PyTorch Lightning — WandbLogger callback logs metrics, gradients, and learning rates automatically.
Hugging Face Transformers — report_to="wandb" in TrainingArguments logs loss curves and evaluation metrics per checkpoint.
Keras / TensorFlow — WandbCallback on model.fit.
scikit-learn — wrap estimators or use wandb.sklearn.plot_classifier helpers.
Ultralytics YOLO — built-in wandb=True flag for detection training dashboards.

wandb.watch(model, log="gradients", log_freq=100) streams weight and gradient histograms — powerful for debugging vanishing gradients, but expensive on large models. Disable or raise log_freq in production training.

Worked example: Harbor Analytics defect classifier

Harbor Analytics inspects PCB solder joints from camera feeds. The vision team retrains a ResNet classifier weekly on augmented image batches, comparing augmentation policies and class-weighting strategies.

Project setup

Project: harbor-defect-classifier under entity harbor-analytics
Dataset artifact: defect-images:v4 (42k labeled crops)
Sweep: Bayesian search over lr, weight decay, augment strength (50 trials)
Primary metric: val_auc on held-out production-line validation set

Each sweep agent calls run.use_artifact("defect-images:v4"), trains for 30 epochs, and logs per-epoch val_auc, sample misclassified images via wandb.Image, and GPU utilization via wandb.log({"gpu_mem_gb": ...}). After the sweep, the lead filters runs with val_auc > 0.94 and reviews confusion-matrix panels. Run sweep-champion-17 logs resnet50-champion:v1 to the registry staging alias. Shadow deployment on the factory edge server compares staging against production for seven days before promotion.

This workflow mirrors the Optuna + MLflow pattern in our hyperparameter tuning guide, but W&B replaces separate sweep UI and spreadsheet review with one linked dashboard.

Tooling decision table

Need	W&B fit	Alternative
Collaborative experiment dashboards	Strong default	Neptune, Comet
Rich image/audio/3D logging	Strong	TensorBoard (local)
Self-hosted, air-gapped only	Enterprise self-host	MLflow, ClearML
Open-source model registry on-prem	Partial	MLflow Registry
Define-by-run conditional HPO	Via Optuna bridge	Optuna native
Git-native dataset versioning	Artifacts (complement)	DVC
LLM trace debugging	W&B Weave (emerging)	LangSmith, Phoenix
Zero external SaaS policy	Weak (cloud default)	MLflow file store

Common pitfalls

Logging every mini-batch — floods the UI and slows training.

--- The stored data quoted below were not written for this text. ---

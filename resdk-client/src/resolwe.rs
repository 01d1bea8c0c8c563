//! The client entry point.

use crate::config::ResolweConfig;
use crate::error::{ClientError, ClientResult};
use crate::http::HttpTransport;
use crate::query::ResolweQuery;
use crate::relations::CollectionRelations;
use crate::transport::Transport;
use resdk_model::{
    AnnotationField, AnnotationValue, Collection, MembershipEntry, ModelError, NewRelation,
    Relation, Resource, Sample,
};
use resdk_types::ResourceId;
use serde_json::Value;
use std::sync::Arc;
use tracing::{debug, info, info_span, Instrument, Span};

/// Connection to a Resolwe server.
///
/// Cheap to clone; clones share the transport. All operations log inside the
/// client's span, which can be replaced with [`Resolwe::with_span`].
#[derive(Clone)]
pub struct Resolwe {
    transport: Arc<dyn Transport>,
    span: Span,
}

impl Resolwe {
    /// Connects over HTTP using the given configuration.
    pub fn new(config: ResolweConfig) -> ClientResult<Self> {
        let span = info_span!("resolwe", url = %config.url);
        let transport = HttpTransport::new(config)?;
        Ok(Self {
            transport: Arc::new(transport),
            span,
        })
    }

    /// Connects using `RESOLWE_*` environment variables.
    pub fn from_env() -> ClientResult<Self> {
        Self::new(ResolweConfig::from_env()?)
    }

    /// Uses an existing transport (e.g. a mock in tests).
    pub fn with_transport(transport: Arc<dyn Transport>) -> Self {
        Self {
            transport,
            span: info_span!("resolwe"),
        }
    }

    /// Replaces the span every operation is logged in.
    #[must_use]
    pub fn with_span(mut self, span: Span) -> Self {
        self.span = span;
        self
    }

    pub fn span(&self) -> &Span {
        &self.span
    }

    pub fn transport(&self) -> &Arc<dyn Transport> {
        &self.transport
    }

    /// Query handle for any resource type.
    pub fn query<R: Resource>(&self) -> ResolweQuery<R> {
        ResolweQuery::new(Arc::clone(&self.transport), self.span.clone())
    }

    pub fn sample(&self) -> ResolweQuery<Sample> {
        self.query()
    }

    pub fn collection(&self) -> ResolweQuery<Collection> {
        self.query()
    }

    pub fn relation(&self) -> ResolweQuery<Relation> {
        self.query()
    }

    pub fn annotation_field(&self) -> ResolweQuery<AnnotationField> {
        self.query()
    }

    pub fn annotation_value(&self) -> ResolweQuery<AnnotationValue> {
        self.query()
    }

    /// Creates or updates a resource; last write wins.
    ///
    /// An unsaved resource is created from its set writable and
    /// update-protected fields. A saved one is validated against its read-only
    /// fields and patched with the writable fields that changed; with no
    /// changes nothing is sent. The server response replaces the local object.
    pub async fn save<R: Resource>(&self, resource: &mut R) -> ClientResult<()> {
        async {
            let stored = match resource.id() {
                None => {
                    let payload = Value::Object(resource.create_payload()?);
                    info!(endpoint = R::ENDPOINT, "Creating resource");
                    self.transport.create(R::ENDPOINT, &payload).await?
                }
                Some(id) => {
                    resource.check_unchanged()?;
                    let payload = resource.update_payload()?;
                    if payload.is_empty() {
                        debug!(endpoint = R::ENDPOINT, %id, "No changes to save");
                        return Ok(());
                    }
                    debug!(
                        endpoint = R::ENDPOINT,
                        %id,
                        fields = ?payload.keys().collect::<Vec<_>>(),
                        "Saving resource"
                    );
                    self.transport
                        .save(R::ENDPOINT, id, &Value::Object(payload))
                        .await?
                }
            };
            *resource = R::from_payload(stored)?;
            Ok(())
        }
        .instrument(self.span.clone())
        .await
    }

    /// Relation shortcuts scoped to a saved collection.
    pub fn relations(&self, collection: &Collection) -> ClientResult<CollectionRelations<'_>> {
        Ok(CollectionRelations::new(self, saved_id(collection)?))
    }

    /// Creates a relation from a prepared payload.
    pub async fn create_relation(&self, relation: &NewRelation) -> ClientResult<Relation> {
        async {
            info!(
                kind = %relation.kind,
                collection = %relation.collection,
                entities = relation.entities.len(),
                "Creating relation"
            );
            let payload = serde_json::to_value(relation)?;
            let stored = self.transport.create(Relation::ENDPOINT, &payload).await?;
            Ok(Relation::from_payload(stored)?)
        }
        .instrument(self.span.clone())
        .await
    }

    /// Adds members to a relation in one call and records them locally.
    pub async fn relation_add_members(
        &self,
        relation: &mut Relation,
        members: &[MembershipEntry],
    ) -> ClientResult<()> {
        let relation_id = saved_id(relation)?;
        async {
            debug!(relation = %relation_id, count = members.len(), "Adding relation members");
            self.transport.add_members(relation_id, members).await?;
            relation.apply_added(members);
            Ok(())
        }
        .instrument(self.span.clone())
        .await
    }

    /// Removes entities from a relation in one call and drops them locally.
    pub async fn relation_remove_members(
        &self,
        relation: &mut Relation,
        entity_ids: &[ResourceId],
    ) -> ClientResult<()> {
        let relation_id = saved_id(relation)?;
        async {
            debug!(relation = %relation_id, count = entity_ids.len(), "Removing relation members");
            self.transport.remove_members(relation_id, entity_ids).await?;
            relation.apply_removed(entity_ids);
            Ok(())
        }
        .instrument(self.span.clone())
        .await
    }

    /// The field an annotation value belongs to.
    pub async fn annotation_value_field(
        &self,
        value: &AnnotationValue,
    ) -> ClientResult<AnnotationField> {
        let field = value.field.ok_or_else(|| {
            ClientError::InvalidArgument("annotation field must be set before it can be used".into())
        })?;
        self.annotation_field().get_by_id(field).await
    }

    /// The sample an annotation value is attached to.
    pub async fn annotation_value_sample(&self, value: &AnnotationValue) -> ClientResult<Sample> {
        let entity = value.entity.ok_or_else(|| {
            ClientError::InvalidArgument("annotation value is not attached to a sample".into())
        })?;
        self.sample().get_by_id(entity).await
    }

    /// Annotation values of a sample.
    pub async fn sample_annotations(&self, sample: &Sample) -> ClientResult<Vec<AnnotationValue>> {
        let id = saved_id(sample)?;
        self.annotation_value().filter([("entity", id)]).await
    }

    /// Samples in a collection.
    pub async fn collection_samples(&self, collection: &Collection) -> ClientResult<Vec<Sample>> {
        let id = saved_id(collection)?;
        self.sample().filter([("collection", id)]).await
    }

    /// Relations owned by a collection.
    pub async fn collection_relations(
        &self,
        collection: &Collection,
    ) -> ClientResult<Vec<Relation>> {
        let id = saved_id(collection)?;
        self.relation().filter([("collection", id)]).await
    }
}

/// Id of a resource that must already exist on the server.
pub(crate) fn saved_id<R: Resource>(resource: &R) -> ClientResult<ResourceId> {
    resource.require_id().map_err(|e| match e {
        ModelError::Unsaved { .. } => ClientError::InvalidArgument(e.to_string()),
        other => other.into(),
    })
}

Log per epoch unless debugging a specific instability.
Forgetting wandb.finish() — leaves zombie runs marked “running” in the dashboard. Use try/finally or context managers.
API keys in committed code — use wandb login locally and WANDB_API_KEY in CI secrets only.
Massive unversioned artifacts — logging 10 GB checkpoints every epoch exhausts storage quotas. Log final champion only or use reference links.
Duplicate registry systems — promoting models in both W&B and MLflow without sync creates conflicting “production” versions.
Offline runs never synced — wandb.init(mode="offline") requires explicit wandb sync before results appear for the team.
PII in logged images — manufacturing photos may contain employee badges or serial numbers. Scrub or blur before wandb.Image upload.

Practitioner checklist

Create one project per model family; use consistent run naming conventions.
Log hyperparameters via wandb.config at init — never only as metrics.
Version datasets and models as Artifacts with explicit dependency links.
Hold out a final test set that no sweep or run selection ever sees.
Set sweep early_terminate (Hyperband) for long training jobs.
Tag runs with git commit, data snapshot ID, and author email.
Review sample predictions visually before promoting registry aliases.
Configure storage retention policies for artifact versions in enterprise settings.
Wire registry webhooks to deployment CI instead of manual UI promotion.
Document whether W&B or MLflow is the single source of registry truth.

Key takeaways

W&B centers on collaborative, media-rich experiment dashboards accessible from any browser.
Artifacts provide versioned lineage between datasets, preprocessing, and model checkpoints.
Sweeps run Bayesian, grid, or random search across distributed agents with minimal boilerplate.
Model Registry stages champions for staging and production with deployment integrations.
Pair W&B with Optuna or MLflow when you need conditional search spaces or self-hosted registry governance.